• _Aim of the task_: Every entry is to be set down a second time, precisely as written.

• _Saved entries_:
*-*-*
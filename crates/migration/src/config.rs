//! Migration configuration.

use serde::Deserialize;

/// Key the completion marker is stored under.
pub const DEFAULT_MARKER_KEY: &str = "shards-registered";

/// Configuration for the shard registration backfill.
///
/// Deserializes from a `[shard_migration]`-style table in the node config;
/// missing fields take their defaults.
#[derive(Debug, Clone, PartialEq, Eq, Deserialize)]
#[serde(default)]
pub struct MigrationConfig {
    /// Marker store key recording that the backfill has run.
    pub marker_key: String,

    /// Capacity of the registration result channel.
    ///
    /// Dispatch stalls when this many results are waiting to be drained.
    pub result_buffer: usize,

    /// Wait for every registration result before writing the marker.
    ///
    /// When disabled the drain task is detached and the marker is written
    /// as soon as dispatch finishes; failures reported after that point are
    /// only logged.
    pub await_drain: bool,
}

impl Default for MigrationConfig {
    fn default() -> Self {
        Self {
            marker_key: DEFAULT_MARKER_KEY.to_string(),
            result_buffer: 32,
            await_drain: true,
        }
    }
}

impl MigrationConfig {
    /// Create a config with a custom result channel capacity.
    pub fn with_result_buffer(result_buffer: usize) -> Self {
        Self {
            result_buffer,
            ..Default::default()
        }
    }

    /// Create a config that does not wait for the drain task.
    pub fn detached_drain() -> Self {
        Self {
            await_drain: false,
            ..Default::default()
        }
    }
}

#[cfg(test)]
mod tests {
    use super::*;

    #[test]
    fn test_defaults() {
        let config = MigrationConfig::default();
        assert_eq!(config.marker_key, "shards-registered");
        assert_eq!(config.result_buffer, 32);
        assert!(config.await_drain);
    }

    #[test]
    fn test_partial_toml_keeps_defaults() {
        let config: MigrationConfig = toml::from_str("result_buffer = 4").unwrap();
        assert_eq!(config.result_buffer, 4);
        assert_eq!(config.marker_key, DEFAULT_MARKER_KEY);
        assert!(config.await_drain);

        let config: MigrationConfig = toml::from_str("await_drain = false").unwrap();
        assert_eq!(config, MigrationConfig::detached_drain());
    }
}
*-*-*
• _Result for this task_:
filename crates/migration/src/config.rs
//! Migration configuration.

use serde::Deserialize;

/// Key the completion marker is stored under.
pub const DEFAULT_MARKER_KEY: &str = "shards-registered";

/// Configuration for the shard registration backfill.
///
/// Deserializes from a `[shard_migration]`-style table in the node config;
/// missing fields take their defaults.
#[derive(Debug, Clone, PartialEq, Eq, Deserialize)]
#[serde(default)]
pub struct MigrationConfig {
    /// Marker store key recording that the backfill has run.
    pub marker_key: String,

    /// Capacity of the registration result channel.
    ///
    /// Dispatch stalls when this many results are waiting to be drained.
    pub result_buffer: usize,

    /// Wait for every registration result before writing the marker.
    ///
    /// When disabled the drain task is detached and the marker is written
    /// as soon as dispatch finishes; failures reported after that point are
    /// only logged.
    pub await_drain: bool,
}

impl Default for MigrationConfig {
    fn default() -> Self {
        Self {
            marker_key: DEFAULT_MARKER_KEY.to_string(),
            result_buffer: 32,
            await_drain: true,
        }
    }
}

impl MigrationConfig {
    /// Create a config with a custom result channel capacity.
    pub fn with_result_buffer(result_buffer: usize) -> Self {
        Self {
            result_buffer,
            ..Default::default()
        }
    }

    /// Create a config that does not wait for the drain task.
    pub fn detached_drain() -> Self {
        Self {
            await_drain: false,
            ..Default::default()
        }
    }
}

#[cfg(test)]
mod tests {
    use super::*;

    #[test]
    fn test_defaults() {
        let config = MigrationConfig::default();
        assert_eq!(config.marker_key, "shards-registered");
        assert_eq!(config.result_buffer, 32);
        assert!(config.await_drain);
    }

    #[test]
    fn test_partial_toml_keeps_defaults() {
        let config: MigrationConfig = toml::from_str("result_buffer = 4").unwrap();
        assert_eq!(config.result_buffer, 4);
        assert_eq!(config.marker_key, DEFAULT_MARKER_KEY);
        assert!(config.await_drain);

        let config: MigrationConfig = toml::from_str("await_drain = false").unwrap();
        assert_eq!(config, MigrationConfig::detached_drain());
    }
}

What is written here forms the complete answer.